Information supplied:

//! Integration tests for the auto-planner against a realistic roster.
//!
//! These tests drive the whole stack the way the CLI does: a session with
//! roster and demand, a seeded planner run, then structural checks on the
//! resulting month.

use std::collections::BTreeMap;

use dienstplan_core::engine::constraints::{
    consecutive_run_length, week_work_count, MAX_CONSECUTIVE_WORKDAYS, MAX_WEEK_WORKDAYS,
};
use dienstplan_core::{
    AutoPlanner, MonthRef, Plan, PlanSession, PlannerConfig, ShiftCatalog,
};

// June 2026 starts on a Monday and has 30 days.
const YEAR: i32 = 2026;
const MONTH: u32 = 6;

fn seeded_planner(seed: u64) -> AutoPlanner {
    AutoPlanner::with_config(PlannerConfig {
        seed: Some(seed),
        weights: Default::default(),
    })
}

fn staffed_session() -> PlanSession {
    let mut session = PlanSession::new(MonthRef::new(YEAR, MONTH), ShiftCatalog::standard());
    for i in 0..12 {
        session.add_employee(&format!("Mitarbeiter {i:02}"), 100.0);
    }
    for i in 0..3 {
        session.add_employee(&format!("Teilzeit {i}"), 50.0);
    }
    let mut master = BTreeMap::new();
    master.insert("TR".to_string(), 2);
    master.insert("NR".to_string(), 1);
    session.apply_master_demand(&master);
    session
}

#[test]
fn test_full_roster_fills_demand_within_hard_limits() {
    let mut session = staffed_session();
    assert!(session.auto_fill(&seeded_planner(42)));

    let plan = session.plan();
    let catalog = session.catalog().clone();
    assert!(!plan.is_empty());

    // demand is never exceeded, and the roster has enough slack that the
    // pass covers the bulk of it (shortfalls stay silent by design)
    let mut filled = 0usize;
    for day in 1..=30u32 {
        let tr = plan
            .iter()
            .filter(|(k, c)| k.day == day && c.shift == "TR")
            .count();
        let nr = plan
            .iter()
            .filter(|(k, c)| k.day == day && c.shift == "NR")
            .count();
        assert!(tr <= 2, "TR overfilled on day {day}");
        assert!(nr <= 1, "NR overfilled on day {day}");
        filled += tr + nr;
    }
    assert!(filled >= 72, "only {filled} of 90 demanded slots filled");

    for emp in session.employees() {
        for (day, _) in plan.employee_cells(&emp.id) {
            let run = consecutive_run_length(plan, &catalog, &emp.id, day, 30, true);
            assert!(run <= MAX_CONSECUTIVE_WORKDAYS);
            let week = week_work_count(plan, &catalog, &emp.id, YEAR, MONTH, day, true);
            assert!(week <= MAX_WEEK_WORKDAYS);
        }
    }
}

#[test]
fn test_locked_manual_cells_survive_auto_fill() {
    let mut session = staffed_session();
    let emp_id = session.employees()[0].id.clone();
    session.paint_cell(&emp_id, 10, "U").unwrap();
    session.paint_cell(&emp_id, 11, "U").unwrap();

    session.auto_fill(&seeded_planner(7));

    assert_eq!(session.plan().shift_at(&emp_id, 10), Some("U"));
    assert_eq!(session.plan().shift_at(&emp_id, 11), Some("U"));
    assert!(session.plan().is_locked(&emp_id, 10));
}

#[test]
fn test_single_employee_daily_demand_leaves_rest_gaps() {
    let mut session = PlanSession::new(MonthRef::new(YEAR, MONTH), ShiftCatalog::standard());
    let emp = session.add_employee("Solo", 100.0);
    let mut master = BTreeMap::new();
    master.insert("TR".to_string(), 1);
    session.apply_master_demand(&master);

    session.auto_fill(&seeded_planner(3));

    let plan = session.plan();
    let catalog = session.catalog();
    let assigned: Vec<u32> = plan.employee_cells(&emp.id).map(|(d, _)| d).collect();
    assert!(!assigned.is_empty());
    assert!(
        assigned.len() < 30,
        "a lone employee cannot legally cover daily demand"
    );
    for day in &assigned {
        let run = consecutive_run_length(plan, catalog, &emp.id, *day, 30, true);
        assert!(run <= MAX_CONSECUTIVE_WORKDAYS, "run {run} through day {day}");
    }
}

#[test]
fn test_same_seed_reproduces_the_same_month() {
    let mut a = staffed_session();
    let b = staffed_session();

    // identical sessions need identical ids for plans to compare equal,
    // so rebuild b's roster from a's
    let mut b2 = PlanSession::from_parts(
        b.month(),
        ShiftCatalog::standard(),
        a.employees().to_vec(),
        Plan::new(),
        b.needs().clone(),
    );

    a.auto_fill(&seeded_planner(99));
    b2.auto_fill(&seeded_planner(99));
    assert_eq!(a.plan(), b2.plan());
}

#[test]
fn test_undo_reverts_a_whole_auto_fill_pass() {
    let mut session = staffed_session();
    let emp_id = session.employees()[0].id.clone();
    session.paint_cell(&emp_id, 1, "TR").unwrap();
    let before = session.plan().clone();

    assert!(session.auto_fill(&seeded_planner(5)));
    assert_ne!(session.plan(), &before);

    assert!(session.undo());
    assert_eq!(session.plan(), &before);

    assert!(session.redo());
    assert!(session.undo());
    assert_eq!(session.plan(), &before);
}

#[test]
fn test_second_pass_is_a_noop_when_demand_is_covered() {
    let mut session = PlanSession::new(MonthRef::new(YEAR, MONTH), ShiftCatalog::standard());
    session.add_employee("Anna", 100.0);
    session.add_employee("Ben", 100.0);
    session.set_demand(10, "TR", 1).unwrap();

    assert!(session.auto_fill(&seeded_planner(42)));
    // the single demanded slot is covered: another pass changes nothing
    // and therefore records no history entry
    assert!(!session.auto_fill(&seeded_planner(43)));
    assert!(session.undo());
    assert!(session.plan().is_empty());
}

--

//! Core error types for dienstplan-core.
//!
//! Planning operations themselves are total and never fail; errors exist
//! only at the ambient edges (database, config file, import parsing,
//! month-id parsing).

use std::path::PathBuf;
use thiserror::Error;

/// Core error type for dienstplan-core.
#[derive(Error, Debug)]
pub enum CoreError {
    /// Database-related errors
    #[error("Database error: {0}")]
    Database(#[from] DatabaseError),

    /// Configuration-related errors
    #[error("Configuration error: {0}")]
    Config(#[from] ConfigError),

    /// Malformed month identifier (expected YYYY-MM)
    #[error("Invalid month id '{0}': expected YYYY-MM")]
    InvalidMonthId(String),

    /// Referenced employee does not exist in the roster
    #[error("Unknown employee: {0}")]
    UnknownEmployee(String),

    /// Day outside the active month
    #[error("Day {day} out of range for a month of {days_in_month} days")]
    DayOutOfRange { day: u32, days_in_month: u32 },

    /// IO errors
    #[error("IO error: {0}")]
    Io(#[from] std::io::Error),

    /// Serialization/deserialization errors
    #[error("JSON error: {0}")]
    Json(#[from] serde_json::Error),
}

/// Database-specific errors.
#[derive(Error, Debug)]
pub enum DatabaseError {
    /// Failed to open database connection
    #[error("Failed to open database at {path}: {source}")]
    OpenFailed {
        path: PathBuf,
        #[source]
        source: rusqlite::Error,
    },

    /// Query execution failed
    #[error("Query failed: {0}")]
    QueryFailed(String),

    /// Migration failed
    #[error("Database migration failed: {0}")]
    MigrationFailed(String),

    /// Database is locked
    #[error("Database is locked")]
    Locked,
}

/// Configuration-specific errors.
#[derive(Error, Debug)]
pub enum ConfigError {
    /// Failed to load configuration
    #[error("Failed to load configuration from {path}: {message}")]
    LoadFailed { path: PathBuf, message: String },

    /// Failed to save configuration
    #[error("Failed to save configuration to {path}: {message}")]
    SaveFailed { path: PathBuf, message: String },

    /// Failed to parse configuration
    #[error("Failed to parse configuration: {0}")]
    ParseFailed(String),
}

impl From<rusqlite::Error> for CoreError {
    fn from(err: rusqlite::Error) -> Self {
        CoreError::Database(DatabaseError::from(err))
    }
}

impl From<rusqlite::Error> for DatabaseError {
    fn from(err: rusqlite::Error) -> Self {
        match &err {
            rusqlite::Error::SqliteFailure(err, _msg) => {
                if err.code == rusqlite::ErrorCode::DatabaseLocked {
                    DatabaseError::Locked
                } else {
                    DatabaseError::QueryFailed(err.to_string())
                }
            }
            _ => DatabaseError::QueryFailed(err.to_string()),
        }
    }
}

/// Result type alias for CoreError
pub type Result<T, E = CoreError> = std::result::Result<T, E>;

* * *

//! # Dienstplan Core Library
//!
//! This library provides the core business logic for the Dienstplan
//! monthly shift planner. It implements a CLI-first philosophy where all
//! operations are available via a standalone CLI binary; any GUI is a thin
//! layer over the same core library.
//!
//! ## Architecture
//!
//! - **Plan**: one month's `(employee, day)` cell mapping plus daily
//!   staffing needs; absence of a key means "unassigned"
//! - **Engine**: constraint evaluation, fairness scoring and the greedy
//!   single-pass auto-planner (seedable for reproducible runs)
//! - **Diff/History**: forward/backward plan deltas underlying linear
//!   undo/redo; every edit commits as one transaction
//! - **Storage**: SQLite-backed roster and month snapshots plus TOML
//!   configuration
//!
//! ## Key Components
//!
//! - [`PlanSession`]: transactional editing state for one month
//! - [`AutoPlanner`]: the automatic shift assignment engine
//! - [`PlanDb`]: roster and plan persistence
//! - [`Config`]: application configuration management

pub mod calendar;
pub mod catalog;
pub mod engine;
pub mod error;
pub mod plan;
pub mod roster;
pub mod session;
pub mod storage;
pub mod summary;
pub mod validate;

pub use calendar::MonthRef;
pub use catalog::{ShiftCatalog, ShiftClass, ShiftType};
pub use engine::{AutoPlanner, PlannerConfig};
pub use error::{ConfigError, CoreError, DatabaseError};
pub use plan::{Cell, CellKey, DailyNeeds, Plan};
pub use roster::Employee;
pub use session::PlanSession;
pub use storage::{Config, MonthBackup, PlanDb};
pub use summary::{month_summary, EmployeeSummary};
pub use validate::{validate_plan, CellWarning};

Requirement: Within these records, how many lines include the word "PlannerConfig"? The reply should be that number alone.

Solution to the problem: 3